The number 9 is set apart by virtue of 'self-similarity'. That is, 9 multiplied by any single-digit number (with value) will invariably render an AV of 9. This phenomenon serves as the basis for Rodin's unique positioning of 9 on his geometrical chart.

Beyond that, notice that the AV's of the multiples of 1 (1,2,3,4,5,6,7,8) are mirror opposites in relation to those of 8 (8,7,6,5,4,3,2,1). 

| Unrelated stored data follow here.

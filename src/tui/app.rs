use std::io;
use std::time::Duration;

use crossterm::event::{self, Event, KeyEventKind};
use crossterm::execute;
use crossterm::terminal::{
    EnterAlternateScreen, LeaveAlternateScreen, disable_raw_mode, enable_raw_mode,
};
use ratatui::Terminal;
use ratatui::backend::CrosstermBackend;
use ratatui::widgets::TableState;

use crate::model::Task;
use crate::ops::task_list::TaskList;

use super::input;
use super::render;
use super::theme::Theme;

/// Current interaction mode. Transient input belongs to the variant that
/// uses it, so leaving a mode drops its state.
#[derive(Debug, Clone, PartialEq, Eq)]
pub enum Mode {
    /// Browsing the table
    Normal,
    /// Typing into the live search filter
    Searching,
    /// Choosing a project filter from the popup
    PickingProject { cursor: usize },
    /// Typing a new task
    AddingTask { draft: String },
}

/// Main application state
pub struct App {
    pub tasks: TaskList,
    pub mode: Mode,
    pub should_quit: bool,
    pub theme: Theme,
    /// Table cursor and scroll offset
    pub table_state: TableState,
    /// Help overlay visible
    pub show_help: bool,
    /// Transient message for the status row, cleared on the next key press
    pub status_message: Option<String>,
    pub status_is_error: bool,
}

impl App {
    pub fn new(tasks: TaskList) -> Self {
        let mut table_state = TableState::default();
        table_state.select(Some(0));
        App {
            tasks,
            mode: Mode::Normal,
            should_quit: false,
            theme: Theme::default(),
            table_state,
            show_help: false,
            status_message: None,
            status_is_error: false,
        }
    }

    /// Row of the table cursor within the filtered view
    pub fn cursor(&self) -> usize {
        self.table_state.selected().unwrap_or(0)
    }

    /// The task under the table cursor, if the filtered view has one
    pub fn selected_task(&self) -> Option<Task> {
        self.tasks
            .filtered_view()
            .get(self.cursor())
            .map(|t| (*t).clone())
    }

    /// Keep the cursor inside the filtered view after the list or filters changed
    pub fn refresh_view(&mut self) {
        let len = self.tasks.filtered_view().len();
        let cursor = self.cursor().min(len.saturating_sub(1));
        self.table_state.select(Some(cursor));
    }

    /// Move the cursor by `delta` rows, clamped to the filtered view
    pub fn move_cursor(&mut self, delta: isize) {
        let len = self.tasks.filtered_view().len();
        if len == 0 {
            self.table_state.select(Some(0));
            return;
        }
        let target = self.cursor().saturating_add_signed(delta).min(len - 1);
        self.table_state.select(Some(target));
    }

    pub fn cursor_to_top(&mut self) {
        self.table_state.select(Some(0));
    }

    pub fn cursor_to_bottom(&mut self) {
        let len = self.tasks.filtered_view().len();
        self.table_state.select(Some(len.saturating_sub(1)));
    }

    pub fn set_info(&mut self, message: impl Into<String>) {
        self.status_message = Some(message.into());
        self.status_is_error = false;
    }

    pub fn set_error(&mut self, message: impl Into<String>) {
        self.status_message = Some(message.into());
        self.status_is_error = true;
    }

    pub fn clear_status(&mut self) {
        self.status_message = None;
        self.status_is_error = false;
    }
}

/// Run the TUI over an already loaded task list
pub fn run(tasks: TaskList) -> Result<(), Box<dyn std::error::Error>> {
    let mut app = App::new(tasks);

    // Setup terminal
    enable_raw_mode()?;
    let mut stdout = io::stdout();
    execute!(stdout, EnterAlternateScreen)?;
    let backend = CrosstermBackend::new(stdout);
    let mut terminal = Terminal::new(backend)?;
    terminal.clear()?;

    // Install panic hook to restore terminal on panic
    let original_hook = std::panic::take_hook();
    std::panic::set_hook(Box::new(move |panic_info| {
        let _ = disable_raw_mode();
        let _ = execute!(io::stdout(), LeaveAlternateScreen);
        original_hook(panic_info);
    }));

    let result = run_event_loop(&mut terminal, &mut app);

    // Restore terminal
    disable_raw_mode()?;
    execute!(terminal.backend_mut(), LeaveAlternateScreen)?;
    terminal.show_cursor()?;

    result
}

fn run_event_loop(
    terminal: &mut Terminal<CrosstermBackend<io::Stdout>>,
    app: &mut App,
) -> Result<(), Box<dyn std::error::Error>> {
    loop {
        terminal.draw(|frame| render::render(frame, app))?;

        if event::poll(Duration::from_millis(250))?
            && let Event::Key(key) = event::read()?
            && key.kind == KeyEventKind::Press
        {
            input::handle_key(app, key);
        }

        if app.should_quit {
            break;
        }
    }
    Ok(())
}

As already mentioned, the same holds true for sets 2 and 7, 3 and 6, and 4 and 5, although it should be noted that the mirror symmetry between 3 and 6 has the additional feature of being expressed in repeating sequences of three (3,6,9,3,6,9,3,6,9 / 6,3,9,6,3,9,6,3,9).

So, here's his chart:





Notice the placement of the mirror opposites (directly across from each other), as well as 9's unique position at the top, so that if the chart were folded in half, the 'mirror reflections' would be facing each other and the single 'self-similar' number (the _one_ with no reflection) would be split by the crease.

Using multiplication of doubles starting at 1, Rodin further ascribes a mode of _directional travel_ in order to formulate aspects of the geometry within the circle (moving from 1 to 2, 2 to 4, 4 to 8, ...8 to 7, 7 to 5, and 5 to 1). How did he move from 8 to 7 by doubling 8? Well, 8x2=16, and 1+6=*7* (which is the single-digit AV, remember). Likewise, 7 doubled is 14 (1+4=5), and 5 doubled is 10 (1+0=1), closing the multi-directional loop right back where it started ...at 1. Absolutely beautiful.

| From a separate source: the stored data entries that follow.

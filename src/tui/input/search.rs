use crossterm::event::{KeyCode, KeyEvent};

use crate::tui::app::{App, Mode};

use super::*;

/// Live search: every edit re-filters the table immediately
pub(super) fn handle_search(app: &mut App, key: KeyEvent) {
    if is_force_quit(&key) {
        app.should_quit = true;
        return;
    }

    match key.code {
        // Leave search mode; the typed text stays active until cleared from Normal
        KeyCode::Enter | KeyCode::Esc => {
            app.mode = Mode::Normal;
            app.refresh_view();
        }
        KeyCode::Backspace => {
            app.tasks.pop_search_char();
            app.refresh_view();
        }
        _ => {
            if let Some(c) = typed_char(&key) {
                app.tasks.push_search_char(c);
                app.refresh_view();
            }
        }
    }
}
use crossterm::event::{KeyCode, KeyEvent};

use crate::tui::app::{App, Mode};
use crate::util::unicode;

use super::*;

pub(super) fn handle_add(app: &mut App, key: KeyEvent) {
    let Mode::AddingTask { draft } = &mut app.mode else {
        return;
    };

    // Quitting mid-draft discards the draft
    if is_force_quit(&key) {
        app.mode = Mode::Normal;
        app.should_quit = true;
        return;
    }

    match key.code {
        KeyCode::Enter => {
            let text = std::mem::take(draft);
            app.mode = Mode::Normal;
            if !text.trim().is_empty() {
                submit_new_task(app, &text);
            }
        }
        KeyCode::Esc => app.mode = Mode::Normal,
        KeyCode::Backspace => unicode::pop_grapheme(draft),
        _ => {
            if let Some(c) = typed_char(&key) {
                draft.push(c);
            }
        }
    }
}
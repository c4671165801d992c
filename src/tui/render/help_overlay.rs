use ratatui::Frame;
use ratatui::layout::Rect;
use ratatui::style::{Modifier, Style};
use ratatui::text::{Line, Span};
use ratatui::widgets::{Block, Borders, Clear, Paragraph};

use crate::tui::app::App;

use super::centered_rect;

const NAVIGATION: &[(&str, &str)] = &[
    (" \u{2191}\u{2193}/jk", "Move cursor up/down"),
    (" PgUp/PgDn", "Move a page"),
    (" g/G", "Jump to top/bottom"),
];

const TASKS: &[(&str, &str)] = &[
    (" Enter/Space", "Toggle done"),
    (" a", "Add task (project:x)"),
    (" d", "Delete task"),
    (" r", "Reload from Taskwarrior"),
];

const FILTERS: &[(&str, &str)] = &[
    (" /", "Search descriptions and projects"),
    (" Esc", "Clear search"),
    (" f", "Pick project filter"),
    (" Tab/F", "Next/previous project"),
];

const GLOBAL: &[(&str, &str)] = &[
    (" ?", "Toggle this help"),
    (" q", "Quit"),
    (" Ctrl+C", "Quit from any mode"),
];

/// Render the help overlay (toggled with ?)
pub fn render_help_overlay(frame: &mut Frame, app: &App, area: Rect) {
    // Center the overlay, leaving some margin
    let overlay_area = centered_rect(60, 90, area);

    // Clear the area behind the overlay
    frame.render_widget(Clear, overlay_area);

    let bg = app.theme.background;
    let key_style = Style::default()
        .fg(app.theme.highlight)
        .bg(bg)
        .add_modifier(Modifier::BOLD);
    let desc_style = Style::default().fg(app.theme.text).bg(bg);
    let header_style = Style::default()
        .fg(app.theme.text_bright)
        .bg(bg)
        .add_modifier(Modifier::BOLD);

    let mut lines: Vec<Line> = Vec::new();
    lines.push(Line::from(Span::styled(" Key Bindings", header_style)));

    for (title, bindings) in [
        (" Navigation", NAVIGATION),
        (" Tasks", TASKS),
        (" Filters", FILTERS),
        (" Global", GLOBAL),
    ] {
        lines.push(Line::from(""));
        lines.push(Line::from(Span::styled(title, header_style)));
        for (key, desc) in bindings {
            add_binding(&mut lines, key, desc, key_style, desc_style);
        }
    }

    let block = Block::default()
        .borders(Borders::ALL)
        .border_style(Style::default().fg(app.theme.dim).bg(bg))
        .style(Style::default().bg(bg));

    let paragraph = Paragraph::new(lines)
        .block(block)
        .style(Style::default().bg(bg));

    frame.render_widget(paragraph, overlay_area);
}

fn add_binding<'a>(
    lines: &mut Vec<Line<'a>>,
    key: &'a str,
    desc: &'a str,
    key_style: Style,
    desc_style: Style,
) {
    let key_width = 14;
    let padded_key = format!("{:<width$}", key, width = key_width);
    lines.push(Line::from(vec![
        Span::styled(padded_key, key_style),
        Span::styled(desc, desc_style),
    ]));
}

Rodin then applies three symmetrical sets to 3-dimensionality, and this is where my comprehension begins to falter. I can fathom directional turns from height to width to depth/depth to width to height (and multiple variations of the 3), but as I try to visualize this, the demarcations between the dimensions themselves get blurred. Still, from what I've been able to gather thus far, it seems a very attractive approach for potential mathematical expressions of a monistic universe.

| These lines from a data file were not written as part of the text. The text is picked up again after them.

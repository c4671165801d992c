pub mod input;
pub mod task_list;
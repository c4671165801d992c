use std::env;
use std::fs;
use std::path::{Path, PathBuf};
use std::process::{Command, Stdio};
use std::sync::LazyLock;

use chrono::NaiveDateTime;
use regex::Regex;
use serde::Deserialize;
use tracing::{debug, info, warn};

use crate::model::{DEFAULT_PROJECT, Task};

use super::{StatusFilter, Store, StoreError};

/// Timestamp format used by `task export` (e.g. `20250514T093000Z`)
const TIMESTAMP_FORMAT: &str = "%Y%m%dT%H%M%SZ";

static CREATED_RE: LazyLock<Regex> =
    LazyLock::new(|| Regex::new(r"Created task (\S+)\.").expect("static regex"));

/// Store backed by the Taskwarrior command-line program
#[derive(Debug, Clone)]
pub struct TaskWarrior {
    program: PathBuf,
    data_dir: PathBuf,
}

/// One record of `task export` output. Every field is optional.
#[derive(Debug, Default, Deserialize)]
#[serde(default)]
struct ExportRecord {
    uuid: String,
    description: String,
    project: String,
    status: String,
    entry: Option<String>,
    end: Option<String>,
}

impl ExportRecord {
    fn into_task(self, completed: bool) -> Task {
        let mut task = Task {
            id: self.uuid,
            description: self.description,
            project: self.project,
            completed,
            created_at: self.entry.as_deref().map_or(0, parse_timestamp),
            end: self.end.as_deref().map_or(0, parse_timestamp),
        };
        task.normalize_project();
        task
    }
}

impl TaskWarrior {
    /// Locate `program` and make sure `data_dir` exists.
    pub fn new(program: &str, data_dir: PathBuf) -> Result<Self, StoreError> {
        let program = locate_program(program)?;
        fs::create_dir_all(&data_dir).map_err(|source| StoreError::DataDir {
            path: data_dir.clone(),
            source,
        })?;
        Ok(TaskWarrior { program, data_dir })
    }

    /// Resolved path of the Taskwarrior executable
    pub fn program(&self) -> &Path {
        &self.program
    }

    pub fn data_dir(&self) -> &Path {
        &self.data_dir
    }

    pub fn load_pending(&self) -> Vec<Task> {
        self.load(StatusFilter::Pending)
    }

    pub fn load_completed(&self) -> Vec<Task> {
        self.load(StatusFilter::Completed)
    }

    fn load(&self, status: StatusFilter) -> Vec<Task> {
        let filter = match status {
            StatusFilter::Pending => "status:pending",
            StatusFilter::Completed => "status:completed",
        };
        match self.export(filter) {
            Ok(records) => records
                .into_iter()
                .map(|r| r.into_task(status.is_completed()))
                .collect(),
            Err(e) => {
                warn!(filter, error = %e, "task export failed, listing no tasks");
                Vec::new()
            }
        }
    }

    fn export(&self, filter: &str) -> Result<Vec<ExportRecord>, StoreError> {
        let output = self.run(&export_args(filter))?;
        Ok(serde_json::from_str(&output)?)
    }

    /// Whether the store currently reports the task as completed
    fn is_completed_in_store(&self, id: &str) -> Result<bool, StoreError> {
        let records = self.export(&format!("uuid:{}", id))?;
        Ok(records.iter().any(|r| r.status == "completed"))
    }

    /// Create or modify the task, then reconcile its completion status.
    pub fn save(&self, task: &Task) -> Result<Task, StoreError> {
        let mut saved = task.clone();

        if saved.id.is_empty() {
            let output = self.run(&add_args(&saved))?;
            match extract_created_id(&output) {
                Some(id) => {
                    info!(%id, "created task");
                    saved.id = id;
                }
                None => warn!(output = %output.trim(), "no task id in add confirmation"),
            }
        } else {
            self.run(&modify_args(&saved))?;
        }

        // Without an id there is nothing to mark done or reopen.
        if saved.id.is_empty() {
            return Ok(saved);
        }

        if saved.completed {
            self.run(&done_args(&saved.id))?;
        } else if self.is_completed_in_store(&saved.id)? {
            self.run(&reopen_args(&saved.id))?;
        }
        Ok(saved)
    }

    pub fn delete(&self, id: &str) -> Result<(), StoreError> {
        if id.is_empty() {
            return Ok(());
        }
        self.run(&delete_args(id))?;
        info!(%id, "deleted task");
        Ok(())
    }

    /// Run `task` with the fixed rc overrides followed by `args`, returning
    /// stdout. A non-zero exit or non-UTF-8 stdout is an error.
    fn run(&self, args: &[String]) -> Result<String, StoreError> {
        let mut full_args = vec![
            format!("rc.data.location={}", self.data_dir.display()),
            "rc.confirmation=off".to_string(),
        ];
        full_args.extend(args.iter().cloned());

        debug!(program = %self.program.display(), args = %args.join(" "), "running task");
        let output = Command::new(&self.program)
            .args(&full_args)
            .stdin(Stdio::null())
            .output()
            .map_err(|source| StoreError::Spawn {
                program: self.program.display().to_string(),
                source,
            })?;

        if !output.status.success() {
            return Err(StoreError::Command {
                args: args.join(" "),
                status: output.status.to_string(),
                stderr: String::from_utf8_lossy(&output.stderr).trim().to_string(),
            });
        }
        String::from_utf8(output.stdout).map_err(|source| StoreError::Output {
            args: args.join(" "),
            source,
        })
    }
}

impl Store for TaskWarrior {
    fn list_tasks(&self, status: StatusFilter) -> Vec<Task> {
        self.load(status)
    }

    fn upsert_task(&mut self, task: &Task) -> Result<Task, StoreError> {
        self.save(task)
    }

    fn delete_task(&mut self, id: &str) -> Result<(), StoreError> {
        self.delete(id)
    }
}

/// Default data directory: `$HOME/.task`
pub fn default_data_dir() -> Result<PathBuf, StoreError> {
    match env::var("HOME") {
        Ok(home) if !home.is_empty() => Ok(PathBuf::from(home).join(".task")),
        _ => Err(StoreError::HomeNotFound),
    }
}

/// Resolve a program name the way a shell would: paths are checked directly,
/// bare names are searched on `PATH`.
fn locate_program(program: &str) -> Result<PathBuf, StoreError> {
    let not_found = || StoreError::ProgramNotFound(program.to_string());
    if program.is_empty() {
        return Err(not_found());
    }

    let path = Path::new(program);
    if path.components().count() > 1 {
        return if path.is_file() {
            Ok(path.to_path_buf())
        } else {
            Err(not_found())
        };
    }

    let search = env::var_os("PATH").ok_or_else(not_found)?;
    env::split_paths(&search)
        .map(|dir| dir.join(program))
        .find(|candidate| candidate.is_file())
        .ok_or_else(not_found)
}

/// Parse a `YYYYMMDDTHHMMSSZ` timestamp into Unix seconds, 0 if malformed
pub fn parse_timestamp(s: &str) -> i64 {
    NaiveDateTime::parse_from_str(s, TIMESTAMP_FORMAT)
        .map(|dt| dt.and_utc().timestamp())
        .unwrap_or(0)
}

/// Pull the new task's id out of `task add` confirmation text
pub fn extract_created_id(output: &str) -> Option<String> {
    CREATED_RE
        .captures(output)
        .and_then(|caps| caps.get(1))
        .map(|m| m.as_str().to_string())
}

fn project_arg(task: &Task) -> Option<String> {
    if task.project.is_empty() || task.project == DEFAULT_PROJECT {
        None
    } else {
        Some(format!("project:{}", task.project))
    }
}

fn export_args(filter: &str) -> Vec<String> {
    vec![filter.to_string(), "export".to_string()]
}

fn add_args(task: &Task) -> Vec<String> {
    // new-uuid makes the confirmation carry the UUID instead of the working-set number
    let mut args = vec![
        "rc.verbose=new-uuid".to_string(),
        "add".to_string(),
        task.description.clone(),
    ];
    args.extend(project_arg(task));
    args
}

fn modify_args(task: &Task) -> Vec<String> {
    let mut args = vec![
        task.id.clone(),
        "modify".to_string(),
        task.description.clone(),
    ];
    args.extend(project_arg(task));
    args
}

fn done_args(id: &str) -> Vec<String> {
    vec![id.to_string(), "done".to_string()]
}

fn reopen_args(id: &str) -> Vec<String> {
    vec![
        id.to_string(),
        "modify".to_string(),
        "status:pending".to_string(),
    ]
}

fn delete_args(id: &str) -> Vec<String> {
    vec![id.to_string(), "delete".to_string()]
}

The mathematical justification for the dotted triangle (and the 3,6,9 correlation in general) is less clear to me, as moving in triplets wouldn't account for 6 (1 tripled is 3, 3 tripled is 9, 9 tripled is 9 (27, 2+7=9); so while 3 tripled could be viewed as the original formula for self-similarity, as to how it relates to the closed system of doubles ...is, at least for the moment, out of my reach. 

I suspect the deepest reason Marko Rodin's _Quantum Numerology_ appeals to me may be hidden in the relationships between twins, triplets, quadruplet's, ...and so on.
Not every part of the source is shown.